MM Curator summary
[MM Curator Summary]: About 25,000 people would be added to the rolls if the measure is passed this time.
The article below has been highlighted and summarized by our research team. It is provided here for member convenience as part of our Curator service.
CASPER, Wyo. — Another attempt at Medicaid expansion in Wyoming has been proposed for the legislature’s consideration during its upcoming budget session. The Wyoming Legislature’s Joint Revenue Committee is sponsoring House Bill 20, known as the Medical Treatment Opportunity Act.
Medicaid expansion was previously proposed for the legislature’s consideration during its fall 2021 special session. That special session was primarily focused on responding to COVID-19 vaccine-related mandates and the Wyoming Senate voted 8-21 against introducing the Medicaid expansion bill during that session. Medicaid expansion was also proposed for consideration during the 2021 general session and passed in the House of Representatives on a vote of 32-28 but stalled out on a 2-3 vote in the Senate Labor, Health and Social Services Committee
Sen. Cale Case (Fremont County), who is Chair of the Senate Revenue Committee, argued in favor of Medicaid expansion during the October 2021 special session, saying that expanding Medicaid could benefit about 25,000 people in the state.
“They are people that serve you breakfast, clean your hotel rooms,” Case said. “They have children and this would be a great thing for them.”
A poll conducted by New Bridge Strategy in 2021 found that 66% of Wyoming’s registered voters support expanding Medicaid. That included 98% of Democrats in the state, 64% of Independents and 58% of Republicans.
The Medical Treatment Opportunity Act would direct the Wyoming Department of Health, the state’s insurance commissioner and the governor to negotiate with the Centers for Medicare and Medicaid Services (CMS) to amend the state’s Medicaid plan and expand eligibility.
Under the 2010 Affordable Care Act, 90% of the cost of expansion would be paid for by the federal government and Wyoming would pay 10%. The Wyoming Department of Health estimates expanding coverage would cover an estimated 24,000 (between 13,000 and 38,000) residents and net the state $34 million in General Fund savings over the next biennium.

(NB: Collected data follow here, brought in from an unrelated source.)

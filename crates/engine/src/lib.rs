//! The resolution orchestrator.
//!
//! Wires the three matching tiers, the budget gate, the learning
//! promoter, and the monitor into one `resolve` call per utterance.

pub mod orchestrator;

pub use orchestrator::Engine;
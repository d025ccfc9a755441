pub mod init;
pub mod resolve;
pub mod template;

The group Healthy Wyoming held vigils across the state in September 2021 to raise awareness about projected savings for the state under expansion and to share stories of people who have suffered and died without health care.
The Casper contingent met at the Nicolaysen Art Museum on September 17 to hear from health care providers, legislators, and people directly affected by the issue.
“This issue is a matter of life or death,” said Healthy Wyoming advocate Andrew Schneider in his remarks. He said people who can’t afford to go to the doctor allow chronic conditions, including mental illness, to “linger and worsen.” They also skip cancer screenings and other preventative measures and can’t budget for both prescriptions and food.
Linda Jones spoke about her friend and neighbor Earl, who died three years ago. She said Earl worked a steady job at Walmart until he slipped on the ice and injured his knee, and lost his job while recovering.
Without insurance, he was unable to achieve a full recovery, became afflicted with gout, and sold a cherished Camero to pay bills. His health declined rapidly and he was eventually found dead in his home.
“It was a difficult thing to watch another person be in so much pain and not know how to help,” Jones said. “At the time, we didn’t think there was anything that could be done about Earl not being able to see a doctor. … Now I know that if our state had expanded Medicaid, Earl could have gotten the health care he needed.”
“He wanted to get better; he wanted to work to provide for himself.”
Critics have cited concerns that expansion has led to significant cost overruns and decreased profit margins for hospitals in other states. They also worry that the federal government could change its match rates, leaving Wyoming “on the hook” for a greater percentage of costs.